I’m often asked to present a specific topic to a group. As I create or develop my thoughts for a series of slides I write a blog post or two from my research, record a screencast of the presentation, upload my slides to Slideshare and have the video transcribed into text.

There is very little additional work on my part to create four and five pieces of content from the act of discovering what to include in a 90-minute talk.

New form

I’ve produced dozens of eBooks over the last few years and 100% of the content for these compilations has been drawn from my blog posts. Now, understand that this doesn’t happen by some form of chance.

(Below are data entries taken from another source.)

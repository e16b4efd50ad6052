//! HID report descriptor parsing, field extraction and value scaling.
//!
//! This crate holds the HID-level building blocks a gamepad decoder needs,
//! independent of any controller family:
//!
//! - [`ReportLayout`]: parses a report descriptor into input fields, each with
//!   the [`HidGlobals`] in effect for it
//! - [`ReportLayout::for_each_input`]: splits an input report into
//!   `(globals, usage page, usage, value)` tuples
//! - [`scale`]: clamps and rescales raw values to axis, trigger and hat ranges
//! - [`usage`]: usage page and usage identifiers
//! - [`crc`]: CRC-32 used by vendor output reports
//!
//! # Example
//!
//! ```
//! use hid_proto::{usage::{desktop, page}, ReportLayout};
//!
//! let descriptor = [
//!     0x05, 0x01, // Usage Page (Generic Desktop)
//!     0x09, 0x30, // Usage (X)
//!     0x15, 0x00, // Logical Minimum (0)
//!     0x26, 0xFF, 0x00, // Logical Maximum (255)
//!     0x75, 0x08, // Report Size (8)
//!     0x95, 0x01, // Report Count (1)
//!     0x81, 0x02, // Input (Data, Variable, Absolute)
//! ];
//! let layout = ReportLayout::parse(&descriptor).unwrap();
//!
//! let mut x = 0;
//! layout.for_each_input(&[0xFF], |globals, usage_page, usage, value| {
//!     if usage_page == page::GENERIC_DESKTOP && usage == desktop::X {
//!         x = globals.axis(value);
//!     }
//! });
//! assert_eq!(x, 32767);
//! ```
//!
//! # Features
//!
//! - **`std`**: Enable standard library support (for host testing)
//! - **`defmt`**: Log through `defmt` and derive `defmt::Format`
//! - **`log`**: Log through the `log` facade when `defmt` is off

#![cfg_attr(not(feature = "std"), no_std)]

#[cfg(feature = "std")]
extern crate std;

// This mod MUST go first, so that the others see its macros.
pub(crate) mod fmt;

pub mod crc;
pub mod descriptor;
pub mod globals;
pub mod report;
pub mod scale;
pub mod usage;

pub use crc::{calculate_crc32, Crc32Digest};
pub use descriptor::{DescriptorError, FieldKind, ReportField, ReportLayout, MAX_FIELDS};
pub use globals::HidGlobals;
pub use report::{extract_bits, sign_extend};
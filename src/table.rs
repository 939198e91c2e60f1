//! Name / value / unit parameter tables used for protocol summaries.

use std::fmt;

use serde::Serialize;

#[derive(Debug, Clone, PartialEq, Serialize)]
pub struct ParamRow {
    pub name: String,
    pub value: f64,
    pub unit: String,
}

impl ParamRow {
    pub fn new(name: &str, value: f64, unit: &str) -> Self {
        Self {
            name: name.to_string(),
            value,
            unit: unit.to_string(),
        }
    }
}

#[derive(Debug, Clone, Default, PartialEq, Serialize)]
pub struct ParamTable {
    pub rows: Vec<ParamRow>,
}

impl ParamTable {
    pub fn new(rows: Vec<ParamRow>) -> Self {
        Self { rows }
    }

    pub fn extend(&mut self, other: ParamTable) {
        self.rows.extend(other.rows);
    }

    pub fn get(&self, name: &str) -> Option<&ParamRow> {
        self.rows.iter().find(|row| row.name == name)
    }

    pub fn len(&self) -> usize {
        self.rows.len()
    }

    pub fn is_empty(&self) -> bool {
        self.rows.is_empty()
    }
}

impl fmt::Display for ParamTable {
    fn fmt(&self, f: &mut fmt::Formatter<'_>) -> fmt::Result {
        let name_w = self
            .rows
            .iter()
            .map(|r| r.name.len())
            .max()
            .unwrap_or(0)
            .max("Name".len());
        writeln!(f, "{:<name_w$}  {:>14}  Unit", "Name", "Value")?;
        for row in &self.rows {
            writeln!(f, "{:<name_w$}  {:>14}  {}", row.name, row.value, row.unit)?;
        }
        Ok(())
    }
}
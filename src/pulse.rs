//! Sinusoidal drive pulse

use serde::{Deserialize, Serialize};

use crate::error::{LifuError, Result};
use crate::table::{ParamRow, ParamTable};

#[derive(Debug, Clone, Copy, PartialEq, Serialize, Deserialize)]
#[serde(default)]
pub struct Pulse {
    /// Frequency [Hz]
    pub frequency: f64,
    /// Amplitude [Pa]
    pub amplitude: f64,
    /// Duration [s]
    pub duration: f64,
}

impl Default for Pulse {
    fn default() -> Self {
        Self {
            frequency: 1.0,
            amplitude: 1.0,
            duration: 1.0,
        }
    }
}

impl Pulse {
    pub fn new(frequency: f64, amplitude: f64, duration: f64) -> Self {
        Self {
            frequency,
            amplitude,
            duration,
        }
    }

    pub fn validate(&self) -> Result<()> {
        if !(self.frequency.is_finite() && self.frequency > 0.0) {
            return Err(LifuError::InvalidConfig(
                "pulse frequency must be > 0".to_string(),
            ));
        }
        if !(self.duration.is_finite() && self.duration > 0.0) {
            return Err(LifuError::InvalidConfig(
                "pulse duration must be > 0".to_string(),
            ));
        }
        if !self.amplitude.is_finite() || self.amplitude < 0.0 {
            return Err(LifuError::InvalidConfig(
                "pulse amplitude must be finite and >= 0".to_string(),
            ));
        }
        Ok(())
    }

    /// Pulse value at each of the times `t` [s].
    pub fn calc_pulse(&self, t: &[f64]) -> Vec<f64> {
        let w = 2.0 * std::f64::consts::PI * self.frequency;
        t.iter().map(|&ti| self.amplitude * (w * ti).sin()).collect()
    }

    /// Sample times `0, dt, 2dt, ...` strictly below the pulse duration.
    pub fn calc_time(&self, dt: f64) -> Result<Vec<f64>> {
        if !(dt.is_finite() && dt > 0.0) {
            return Err(LifuError::InvalidConfig("dt must be > 0".to_string()));
        }
        let n = (self.duration / dt).ceil().max(0.0) as usize;
        Ok((0..n).map(|i| i as f64 * dt).collect())
    }

    /// Whole cycles in the pulse, rounded to nearest.
    pub fn cycles(&self) -> u32 {
        (self.duration * self.frequency).round().max(0.0) as u32
    }

    pub fn table(&self) -> ParamTable {
        ParamTable::new(vec![
            ParamRow::new("Frequency", self.frequency, "Hz"),
            ParamRow::new("Amplitude", self.amplitude, "Pa"),
            ParamRow::new("Duration", self.duration, "s"),
        ])
    }
}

I plan and write my blog posts with these eBooks in mind. This requires a longer view of both blog post topics and the chosen topics for eBooks, but when you understand that this long view is required, it’s actually quite freeing.

Getting in the habit of creating an editorial calendar in advance, with your cornerstone topics always in mind, can be a great aid.

New purpose

One of the most puzzling aspects of content is consumption – meaning how people choose to get, read, listen, watch or otherwise digest it.

Understanding that people have distinct preferences in this category opens the door to an interesting aspect of repurposing.

I have a podcast that’s free to subscribe to, but hundreds of people have paid $2.99 to download the Duct Tape Marketing Podcast app (iTunes link) from iTunes because of the added control it gives them.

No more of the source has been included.